His work was mainly done aside from that of the delegation. They
had him scheduled for a speech, however, which he made without notes
and with scarcely any preparation. Meantime he had applied to
Speaker Cannon for permission to allow him on the floor of the
House, where he could buttonhole the Congressmen. He was not
eligible to the floor without having received the thanks of
Congress, hence the following letter:


To Hon. Joseph Cannon, House of Representatives:

Dec. 7, 1906.
DEAR UNCLE JOSEPH,--Please get me the thanks of the Congress--not next
week but right away. It is very necessary. Do accomplish this for your
affectionate old friend right away; by persuasion, if you can, by
violence if you must, for it is imperatively necessary that I get on the
floor for two or three hours and talk to the members, man by man, in
behalf of the support, encouragement and protection of one of the
nation's most valuable assets and industries--its literature. I have
arguments with me, also a barrel, with liquid in it.

Give me a chance. Get me the thanks of Congress. Don't wait for others;
there isn't time. I have stayed away and let Congress alone for seventy-
one years and I am entitled to thanks. Congress knows it perfectly well
and I have long felt hurt that this quite proper and earned expression of
gratitude has been merely felt by the House and never publicly uttered.
Send me an order on the Sergeant-at-Arms quick. When shall I come? With
love and a benediction.
MARK TWAIN.


This was mainly a joke. Mark Twain did not expect any "thanks," but
he did hope for access to the floor, which once, in an earlier day,
had been accorded him. We drove to the Capitol and he delivered his
letter to "Uncle Joe" by hand. "Uncle Joe" could not give him the
privilege of the floor; the rules had become more stringent. He
declared they would hang him if he did such a thing. He added that
he had a private room down-stairs, where Mark Twain might establish
headquarters, and that he would assign his colored servant, Neal, of
long acquaintanceship with many of the members, to pass the word
that Mark Twain was receiving.

The result was a great success. All that afternoon members of
Congress poured into the Speaker's room and, in an atmosphere blue
with tobacco smoke, Mark Twain talked the gospel of copyright to his
heart's content.

The bill did not come up for passage that session, but Mark Twain
lived to see his afternoon's lobbying bring a return. In 1909,
Champ Clark, and those others who had gathered around him that
afternoon, passed a measure that added fourteen years to the
copyright term.

The next letter refers to a proposed lobby of quite a different
sort.


To Helen Keller, in Wrentham, Mass.:

21 FIFTH AVENUE,
Dec. 23, '06.
DEAR HELEN KELLER,--. . . You say, "As a reformer, you know that
ideas must be driven home again and again."
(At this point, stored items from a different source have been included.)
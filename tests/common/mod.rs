//! Shared fixtures: an in-memory document and readers for the produced
//! package.

#![allow(dead_code)]

use image::{DynamicImage, Rgb, RgbImage};
use pdf2pptx::{PageSize, PageSource, Pdf2PptxError};
use quick_xml::events::Event;
use quick_xml::Reader;
use std::cell::Cell;
use std::io::{Cursor, Read};

/// 10in × 7.5in, the common 4:3 slide size.
pub const SLIDE_4_3: PageSize = PageSize {
    width_pt: 720.0,
    height_pt: 540.0,
};

#[derive(Debug, Clone)]
pub struct FakePage {
    pub size: PageSize,
    pub text: String,
    pub annotations: Vec<String>,
    pub corrupt: bool,
}

/// A paginated document held in memory.
pub struct FakeDocument {
    pub pages: Vec<FakePage>,
    pub title: Option<String>,
    pub rasterized: Cell<usize>,
}

impl FakeDocument {
    /// `count` blank pages of one size.
    pub fn uniform(count: usize, size: PageSize) -> Self {
        Self {
            pages: (0..count)
                .map(|_| FakePage {
                    size,
                    text: String::new(),
                    annotations: Vec::new(),
                    corrupt: false,
                })
                .collect(),
            title: None,
            rasterized: Cell::new(0),
        }
    }

    pub fn with_text(mut self, index: usize, text: &str) -> Self {
        self.pages[index].text = text.to_string();
        self
    }

    pub fn with_annotations(mut self, index: usize, notes: &[&str]) -> Self {
        self.pages[index].annotations = notes.iter().map(|s| s.to_string()).collect();
        self
    }

    pub fn with_size(mut self, index: usize, size: PageSize) -> Self {
        self.pages[index].size = size;
        self
    }

    pub fn with_title(mut self, title: &str) -> Self {
        self.title = Some(title.to_string());
        self
    }

    pub fn corrupt(mut self, index: usize) -> Self {
        self.pages[index].corrupt = true;
        self
    }

    fn page(&self, index: usize) -> Result<&FakePage, Pdf2PptxError> {
        self.pages.get(index).ok_or(Pdf2PptxError::RenderFailure {
            page: index,
            detail: "no such page".into(),
        })
    }
}

impl PageSource for FakeDocument {
    fn page_count(&self) -> usize {
        self.pages.len()
    }

    fn page_size(&self, index: usize) -> Result<PageSize, Pdf2PptxError> {
        Ok(self.page(index)?.size)
    }

    fn rasterize(&self, index: usize, w: u32, h: u32) -> Result<DynamicImage, Pdf2PptxError> {
        let page = self.page(index)?;
        if page.corrupt {
            return Err(Pdf2PptxError::RenderFailure {
                page: index,
                detail: "malformed content stream".into(),
            });
        }
        self.rasterized.set(self.rasterized.get() + 1);
        let shade = (index * 37 % 256) as u8;
        Ok(DynamicImage::ImageRgb8(RgbImage::from_pixel(
            w,
            h,
            Rgb([shade, 255 - shade, 128]),
        )))
    }

    fn page_text(&self, index: usize) -> Result<String, Pdf2PptxError> {
        Ok(self.page(index)?.text.clone())
    }

    fn annotation_notes(&self, index: usize) -> Result<Vec<String>, Pdf2PptxError> {
        Ok(self.page(index)?.annotations.clone())
    }

    fn title(&self) -> Option<String> {
        self.title.clone()
    }
}

// ── Package readers ──────────────────────────────────────────────────────────

pub fn part_names(package: &[u8]) -> Vec<String> {
    let archive = zip::ZipArchive::new(Cursor::new(package)).expect("valid zip");
    archive.file_names().map(str::to_string).collect()
}

pub fn read_bytes(package: &[u8], name: &str) -> Vec<u8> {
    let mut archive = zip::ZipArchive::new(Cursor::new(package)).expect("valid zip");
    let mut file = archive
        .by_name(name)
        .unwrap_or_else(|_| panic!("missing part {name}"));
    let mut out = Vec::new();
    file.read_to_end(&mut out).expect("readable part");
    out
}

pub fn read_part(package: &[u8], name: &str) -> String {
    String::from_utf8(read_bytes(package, name)).expect("utf-8 part")
}

/// Number of slides listed in the presentation manifest.
pub fn slide_count(package: &[u8]) -> usize {
    let xml = read_part(package, "ppt/presentation.xml");
    let mut reader = Reader::from_str(&xml);
    let mut count = 0;
    loop {
        match reader.read_event() {
            Ok(Event::Start(e) | Event::Empty(e)) if e.name().as_ref() == b"p:sldId" => {
                count += 1
            }
            Ok(Event::Eof) => break,
            Err(e) => panic!("presentation.xml: {e}"),
            _ => {}
        }
    }
    count
}

/// The declared slide size `(cx, cy)` in EMU.
pub fn canvas_size(package: &[u8]) -> (i64, i64) {
    let xml = read_part(package, "ppt/presentation.xml");
    let mut reader = Reader::from_str(&xml);
    loop {
        match reader.read_event() {
            Ok(Event::Start(e) | Event::Empty(e)) if e.name().as_ref() == b"p:sldSz" => {
                return (attr_i64(&e, b"cx"), attr_i64(&e, b"cy"));
            }
            Ok(Event::Eof) => panic!("no p:sldSz"),
            Err(e) => panic!("presentation.xml: {e}"),
            _ => {}
        }
    }
}

/// Offset and extent `(x, y, cx, cy)` of the picture on slide `ordinal`.
pub fn picture_geometry(package: &[u8], ordinal: usize) -> (i64, i64, i64, i64) {
    let xml = read_part(package, &format!("ppt/slides/slide{}.xml", ordinal + 1));
    let mut reader = Reader::from_str(&xml);
    let mut in_pic = false;
    let (mut x, mut y, mut cx, mut cy) = (None, None, None, None);
    loop {
        match reader.read_event() {
            Ok(Event::Start(e)) if e.name().as_ref() == b"p:pic" => in_pic = true,
            Ok(Event::End(e)) if e.name().as_ref() == b"p:pic" => in_pic = false,
            Ok(Event::Start(e) | Event::Empty(e)) if in_pic => match e.name().as_ref() {
                b"a:off" => {
                    x = Some(attr_i64(&e, b"x"));
                    y = Some(attr_i64(&e, b"y"));
                }
                b"a:ext" => {
                    cx = Some(attr_i64(&e, b"cx"));
                    cy = Some(attr_i64(&e, b"cy"));
                }
                _ => {}
            },
            Ok(Event::Eof) => break,
            Err(e) => panic!("slide xml: {e}"),
            _ => {}
        }
    }
    (
        x.expect("a:off"),
        y.expect("a:off"),
        cx.expect("a:ext"),
        cy.expect("a:ext"),
    )
}

/// Notes text of slide `ordinal`: the body paragraphs joined with `\n`.
pub fn notes_text(package: &[u8], ordinal: usize) -> String {
    let xml = read_part(
        package,
        &format!("ppt/notesSlides/notesSlide{}.xml", ordinal + 1),
    );
    let mut reader = Reader::from_str(&xml);
    let mut paragraphs: Vec<String> = Vec::new();
    let mut in_text = false;
    loop {
        match reader.read_event() {
            Ok(Event::Start(e)) => match e.name().as_ref() {
                b"a:p" => paragraphs.push(String::new()),
                b"a:t" => in_text = true,
                _ => {}
            },
            Ok(Event::End(e)) if e.name().as_ref() == b"a:t" => in_text = false,
            Ok(Event::Text(t)) if in_text => {
                let text = t.unescape().expect("valid text");
                if let Some(last) = paragraphs.last_mut() {
                    last.push_str(&text);
                }
            }
            Ok(Event::Eof) => break,
            Err(e) => panic!("notes xml: {e}"),
            _ => {}
        }
    }
    paragraphs.join("\n")
}

/// Pixel dimensions of the image embedded for slide `ordinal`.
pub fn image_dimensions(package: &[u8], ordinal: usize) -> (u32, u32) {
    let png = read_bytes(package, &format!("ppt/media/image{}.png", ordinal + 1));
    let img = image::load_from_memory(&png).expect("decodable png");
    (img.width(), img.height())
}

fn attr_i64(e: &quick_xml::events::BytesStart<'_>, key: &[u8]) -> i64 {
    e.attributes()
        .flatten()
        .find(|a| a.key.as_ref() == key)
        .and_then(|a| std::str::from_utf8(&a.value).ok()?.parse().ok())
        .unwrap_or_else(|| panic!("missing attribute {}", String::from_utf8_lossy(key)))
}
Yes, I know it; and by old experience I know that speeches and documents
and public meetings are a pretty poor and lame way of accomplishing it.
Last year I proposed a sane way--one which I had practiced with success
for a quarter of a century--but I wasn't expecting it to get any
attention, and it didn't.

Give me a battalion of 200 winsome young girls and matrons, and let me
tell them what to do and how to do it, and I will be responsible for
shining results. If I could mass them on the stage in front of the
audience and instruct them there, I could make a public meeting take hold
of itself and do something really valuable for once. Not that the real
instruction would be done there, for it wouldn't; it would be previously
done privately, and merely repeated there.

But it isn't going to happen--the good old way will be stuck to: there'll
be a public meeting: with music, and prayer, and a wearying report, and a
verbal description of the marvels the blind can do, and 17 speeches--then
the call upon all present who are still alive, to contribute. This hoary
program was invented in the idiot asylum, and will never be changed. Its
function is to breed hostility to good causes.

Some day somebody will recruit my 200--my dear beguilesome Knights of the
Golden Fleece--and you will see them make good their ominous name.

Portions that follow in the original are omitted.